[Opening Records for the exercise section]

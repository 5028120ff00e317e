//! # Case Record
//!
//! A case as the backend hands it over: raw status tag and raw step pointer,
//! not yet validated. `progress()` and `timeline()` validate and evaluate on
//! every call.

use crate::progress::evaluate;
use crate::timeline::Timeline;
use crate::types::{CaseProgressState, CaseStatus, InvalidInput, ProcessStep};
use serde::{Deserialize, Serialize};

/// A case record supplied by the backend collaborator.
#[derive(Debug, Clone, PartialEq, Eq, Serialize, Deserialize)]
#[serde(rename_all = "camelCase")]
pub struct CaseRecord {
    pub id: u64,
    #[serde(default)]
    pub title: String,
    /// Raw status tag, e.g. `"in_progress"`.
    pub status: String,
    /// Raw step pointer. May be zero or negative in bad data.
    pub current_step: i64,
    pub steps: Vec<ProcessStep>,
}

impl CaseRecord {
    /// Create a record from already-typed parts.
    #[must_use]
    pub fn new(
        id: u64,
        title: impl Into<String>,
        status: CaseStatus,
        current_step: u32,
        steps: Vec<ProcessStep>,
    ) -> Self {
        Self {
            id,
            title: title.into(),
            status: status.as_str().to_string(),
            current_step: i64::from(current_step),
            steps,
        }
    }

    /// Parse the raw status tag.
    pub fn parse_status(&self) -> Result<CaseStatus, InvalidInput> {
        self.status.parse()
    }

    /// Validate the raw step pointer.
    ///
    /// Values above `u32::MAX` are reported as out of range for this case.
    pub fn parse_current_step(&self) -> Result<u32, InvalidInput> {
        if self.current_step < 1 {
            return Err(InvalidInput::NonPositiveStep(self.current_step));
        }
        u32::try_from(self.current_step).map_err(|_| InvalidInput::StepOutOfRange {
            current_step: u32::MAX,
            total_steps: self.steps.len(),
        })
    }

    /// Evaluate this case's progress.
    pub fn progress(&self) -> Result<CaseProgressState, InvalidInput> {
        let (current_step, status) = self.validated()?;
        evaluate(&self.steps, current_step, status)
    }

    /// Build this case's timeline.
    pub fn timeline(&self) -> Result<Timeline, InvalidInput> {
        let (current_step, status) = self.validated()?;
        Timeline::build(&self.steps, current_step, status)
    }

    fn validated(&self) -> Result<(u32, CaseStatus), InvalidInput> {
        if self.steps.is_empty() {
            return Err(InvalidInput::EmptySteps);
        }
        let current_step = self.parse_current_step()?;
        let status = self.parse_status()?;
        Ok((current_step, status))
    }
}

[Closing Records for the exercise section]

__Work instruction__:
Filter the records above, keeping each line that contains the word "CaseProgressState".

__Your response__:
use crate::types::{CaseProgressState, CaseStatus, InvalidInput, ProcessStep};
    pub fn progress(&self) -> Result<CaseProgressState, InvalidInput> {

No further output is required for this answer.